Date and time data types

The module mmsystem of the standard distribution of Mosel defines the types date (calendar day: day, month, and year), time (time of the day in milliseconds), and datetime (combination of the first two) for working with date and time related data in Mosel models. We show here some examples of

• reading and writing dates and times from/to file,
• formatting dates and times,
• using sets of constant dates and times for indexing arrays,
• transformation from/to the underlying numerical representation,
• applying operations (comparison, addition, difference, sorting),
• enumerating dates and times.

Initializing dates and times

The following line prints out the current date and time (using the default format):

 writeln("Today: ", date(SYS_NOW), ", current local time: ", time(SYS_NOW),
         "UTC time: ", gettime(datetime(timestamp)) )

When we wish to read data from a file, the formatting of dates and times needs to be adapted to the format used in the file. For example, consider the following data file (datetime.dat)

Time1:  "4pm"
Time2:  "16h00"
Time3:  "16:00:00"

Date1:  "2-20-2002"
Date2:  "20/02/02"
Date3:  "20-Feb-2002" 

A Mosel model reading in this data file may look thus (file dates.mos).

 declarations
  t: time
  d: date
 end-declarations

 setparam("timefmt", "%h%p")             ! h: hours in 1-12, p: am/pm
 setparam("datefmt", "%m-%d-%y")         ! m: month, d: day, y: year

 initializations from "datetime.dat"
  t as "Time1"
  d as "Date1"
 end-initializations

 writeln(d, ", ", t)

 setparam("timefmt", "%Hh%0M")           ! H: hours in 0-23, M: minutes
 setparam("datefmt", "%0d/%0m/%0Y")      ! Y: year in 0-99
                                         ! 0: fill spaces with '0'

 initializations from "datetime.dat"
  t as "Time2"
  d as "Date2"
 end-initializations

 writeln(d, ", ", t)

 setparam("timefmt", "%H:%0M:%0S")       ! S: seconds
 setparam("datefmt", "%d-%N-%y")         ! N: use month names

 initializations from "datetime.dat"
  t as "Time3"
  d as "Date3"
 end-initializations

 writeln(d, ", ", t) 

For the encoding of date and time format strings please refer to the documentation of the parameters datefmt and timefmt in the 'Mosel Language Reference Manual'.

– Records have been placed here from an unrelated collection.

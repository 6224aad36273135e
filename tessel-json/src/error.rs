//! Error types for JSON deserialization.

use alloc::string::{String, ToString};
use core::fmt::{self, Display};

use tessel_core::SubtypeError;

use crate::lexer::Span;

/// Error type for JSON deserialization.
#[derive(Debug)]
pub struct DeserError {
    /// The specific kind of error
    pub kind: DeserErrorKind,
    /// Source span where the error occurred
    pub span: Option<Span>,
    /// Field being deserialized when the error occurred (innermost)
    pub field: Option<String>,
    /// Record type being deserialized when the error occurred (innermost)
    pub type_name: Option<String>,
    /// The source input (for diagnostics)
    pub source_code: Option<String>,
}

impl Display for DeserError {
    fn fmt(&self, f: &mut fmt::Formatter<'_>) -> fmt::Result {
        write!(f, "{}", self.kind)?;
        match (&self.type_name, &self.field) {
            (Some(ty), Some(field)) => write!(f, " (at `{ty}.{field}`)"),
            (Some(ty), None) => write!(f, " (in `{ty}`)"),
            (None, Some(field)) => write!(f, " (at `{field}`)"),
            (None, None) => Ok(()),
        }
    }
}

impl core::error::Error for DeserError {}

impl DeserError {
    /// Create a new error with span information
    pub const fn new(kind: DeserErrorKind, span: Span) -> Self {
        DeserError {
            kind,
            span: Some(span),
            field: None,
            type_name: None,
            source_code: None,
        }
    }

    /// Create an error without span information
    pub const fn without_span(kind: DeserErrorKind) -> Self {
        DeserError {
            kind,
            span: None,
            field: None,
            type_name: None,
            source_code: None,
        }
    }

    /// Attach the field and type being deserialized, unless an inner frame
    /// already did.
    pub fn with_context(mut self, field: &str, type_name: &str) -> Self {
        if self.field.is_none() && self.type_name.is_none() {
            self.field = Some(field.to_string());
            self.type_name = Some(type_name.to_string());
        }
        self
    }

    /// Attach the record type being deserialized, unless already known.
    pub fn with_type(mut self, type_name: &str) -> Self {
        if self.type_name.is_none() {
            self.type_name = Some(type_name.to_string());
        }
        self
    }

    /// Point the error at `span` if it has no location yet.
    pub(crate) fn or_span(mut self, span: Span) -> Self {
        self.span.get_or_insert(span);
        self
    }

    /// Attach source code for rich diagnostics
    pub fn with_source(mut self, source: &str) -> Self {
        self.source_code = Some(source.to_string());
        self
    }

    /// Whether the value had the wrong shape for its declared type, as opposed
    /// to malformed input. Such errors can be absorbed under
    /// [`Features::IGNORE_MISMATCHED_VALUES`](crate::Features::IGNORE_MISMATCHED_VALUES).
    pub fn is_mismatch(&self) -> bool {
        matches!(
            self.kind,
            DeserErrorKind::TypeMismatch { .. } | DeserErrorKind::NumberOutOfRange { .. }
        )
    }
}

/// Specific error kinds for JSON deserialization
#[derive(Debug, Clone, PartialEq)]
pub enum DeserErrorKind {
    /// Malformed input: unexpected character or punctuation
    Syntax {
        /// What was expected
        expected: &'static str,
        /// What was found instead
        found: String,
    },
    /// Input ended early
    UnexpectedEof {
        /// What was expected before EOF
        expected: &'static str,
    },
    /// Well-formed value of the wrong shape for the declared type
    TypeMismatch {
        /// The expected type
        expected: String,
        /// What was found
        found: String,
    },
    /// Number does not fit the target type
    NumberOutOfRange {
        /// The number as written
        value: String,
        /// The target type
        target: &'static str,
    },
    /// Value of the right shape that is still not acceptable
    InvalidValue {
        /// Description of why the value is invalid
        message: String,
    },
    /// Discriminator naming a type that cannot be used here
    UnknownType {
        /// The discriminator value
        name: String,
        /// Why it was rejected
        reason: SubtypeError,
        /// Closest registered name
        suggestion: Option<String>,
    },
    /// `$ref` path that matched nothing once the document was complete
    UnresolvedReference {
        /// The reference as written
        path: String,
    },
    /// Constructor, factory or post-build step failed
    Construction {
        /// Message returned by the user code
        message: String,
    },
    /// Key matching no field, rejected by configuration
    UnmappedField {
        /// The key
        field: String,
        /// Closest declared field name
        suggestion: Option<String>,
    },
    /// Non-whitespace input after the top-level value
    TrailingInput {
        /// What was found
        found: String,
    },
    /// Arrays and objects nested deeper than the configured limit
    DepthLimitExceeded {
        /// The configured limit
        limit: usize,
    },
}

impl Display for DeserErrorKind {
    fn fmt(&self, f: &mut fmt::Formatter<'_>) -> fmt::Result {
        match self {
            DeserErrorKind::Syntax { expected, found } => {
                write!(f, "syntax error: expected {expected}, found {found}")
            }
            DeserErrorKind::UnexpectedEof { expected } => {
                write!(f, "unexpected end of input, expected {expected}")
            }
            DeserErrorKind::TypeMismatch { expected, found } => {
                write!(f, "type mismatch: expected {expected}, found {found}")
            }
            DeserErrorKind::NumberOutOfRange { value, target } => {
                write!(f, "number `{value}` out of range for {target}")
            }
            DeserErrorKind::InvalidValue { message } => write!(f, "invalid value: {message}"),
            DeserErrorKind::UnknownType { name, reason, .. } => {
                write!(f, "cannot use type `{name}`: {reason}")
            }
            DeserErrorKind::UnresolvedReference { path } => {
                write!(f, "reference `{path}` does not point to any value")
            }
            DeserErrorKind::Construction { message } => {
                write!(f, "failed to construct instance: {message}")
            }
            DeserErrorKind::UnmappedField { field, .. } => {
                write!(f, "unknown field `{field}`")
            }
            DeserErrorKind::TrailingInput { found } => {
                write!(f, "trailing input after the top-level value: {found}")
            }
            DeserErrorKind::DepthLimitExceeded { limit } => {
                write!(f, "arrays and objects are nested deeper than {limit} levels")
            }
        }
    }
}

impl DeserErrorKind {
    /// Get an error code for this kind of error.
    pub const fn code(&self) -> &'static str {
        match self {
            DeserErrorKind::Syntax { .. } => "tessel::syntax",
            DeserErrorKind::UnexpectedEof { .. } => "tessel::unexpected_eof",
            DeserErrorKind::TypeMismatch { .. } => "tessel::type_mismatch",
            DeserErrorKind::NumberOutOfRange { .. } => "tessel::number_out_of_range",
            DeserErrorKind::InvalidValue { .. } => "tessel::invalid_value",
            DeserErrorKind::UnknownType { .. } => "tessel::unknown_type",
            DeserErrorKind::UnresolvedReference { .. } => "tessel::unresolved_reference",
            DeserErrorKind::Construction { .. } => "tessel::construction",
            DeserErrorKind::UnmappedField { .. } => "tessel::unmapped_field",
            DeserErrorKind::TrailingInput { .. } => "tessel::trailing_input",
            DeserErrorKind::DepthLimitExceeded { .. } => "tessel::depth_limit_exceeded",
        }
    }

    /// Get a label describing where/what the error points to.
    pub fn label(&self) -> String {
        match self {
            DeserErrorKind::Syntax { expected, .. } => format!("expected {expected}"),
            DeserErrorKind::UnexpectedEof { expected } => format!("expected {expected}"),
            DeserErrorKind::TypeMismatch { expected, .. } => format!("expected {expected}"),
            DeserErrorKind::NumberOutOfRange { target, .. } => {
                format!("out of range for {target}")
            }
            DeserErrorKind::InvalidValue { .. } => "invalid value".into(),
            DeserErrorKind::UnknownType { name, .. } => format!("type `{name}`"),
            DeserErrorKind::UnresolvedReference { .. } => "dangling reference".into(),
            DeserErrorKind::Construction { .. } => "while constructing this value".into(),
            DeserErrorKind::UnmappedField { field, .. } => format!("unknown field `{field}`"),
            DeserErrorKind::TrailingInput { .. } => "unexpected input".into(),
            DeserErrorKind::DepthLimitExceeded { .. } => "nested too deeply".into(),
        }
    }

    /// Get help text, if any.
    pub fn help(&self) -> Option<String> {
        match self {
            DeserErrorKind::UnmappedField {
                suggestion: Some(suggested),
                ..
            }
            | DeserErrorKind::UnknownType {
                suggestion: Some(suggested),
                ..
            } => Some(format!("did you mean `{suggested}`?")),
            DeserErrorKind::UnknownType {
                reason: SubtypeError::Disallowed,
                ..
            } => Some("register the type as a subtype, or allow it with a type guard".into()),
            DeserErrorKind::UnresolvedReference { .. } => {
                Some("reference paths start at the document root, e.g. `$.items[0]`".into())
            }
            DeserErrorKind::DepthLimitExceeded { .. } => {
                Some("raise the limit with `ParserConfigBuilder::max_depth`".into())
            }
            _ => None,
        }
    }
}

impl miette::Diagnostic for DeserError {
    fn code<'a>(&'a self) -> Option<Box<dyn Display + 'a>> {
        Some(Box::new(self.kind.code()))
    }

    fn source_code(&self) -> Option<&dyn miette::SourceCode> {
        self.source_code
            .as_ref()
            .map(|s| s as &dyn miette::SourceCode)
    }

    fn labels(&self) -> Option<Box<dyn Iterator<Item = miette::LabeledSpan> + '_>> {
        let span = self.span?;
        Some(Box::new(core::iter::once(miette::LabeledSpan::at(
            span,
            self.kind.label(),
        ))))
    }

    fn help<'a>(&'a self) -> Option<Box<dyn Display + 'a>> {
        self.kind
            .help()
            .map(|help| Box::new(help) as Box<dyn Display + 'a>)
    }
}

/// Result type for JSON deserialization
pub type Result<T> = core::result::Result<T, DeserError>;

/// Closest candidate to `unknown`, if any is similar enough to be worth suggesting.
pub(crate) fn suggest<'c>(
    unknown: &str,
    candidates: impl IntoIterator<Item = &'c str>,
) -> Option<String> {
    const SIMILARITY_THRESHOLD: f64 = 0.7;

    let mut best: Option<(&str, f64)> = None;
    for known in candidates {
        let score = strsim::jaro_winkler(unknown, known);
        if score > SIMILARITY_THRESHOLD && best.is_none_or(|(_, top)| score > top) {
            best = Some((known, score));
        }
    }
    best.map(|(known, _)| known.to_string())
}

Date3 in this example uses a month name, not a number. The default 3-letter abbreviations of month names can be changed (e.g., translated) by redefining the parameter monthnames. For instance, a date written in French, such as

Date4:  "20 fevrier 2002" 

is read by the following Mosel code:

 setparam("datefmt", "%d %N %y")

 setparam("monthnames", "janvier fevrier mars avril mai juin juillet " +
          "aout septembre octobre novembre decembre")

 initializations from "datetime.dat"
  d as "Date4"
 end-initializations

 writeln(d) 

In the examples of this section we have used Mosel's standard text format for reading and writing dates and times. These data types can also be used when accessing spreadsheets or databases through Mosel's ODBC connection or the software-specific interfaces for Oracle and MS Excel. The whitepaper Using ODBC and other database interfaces with Mosel documents some examples of accessing date and time data in spreadsheets and databases.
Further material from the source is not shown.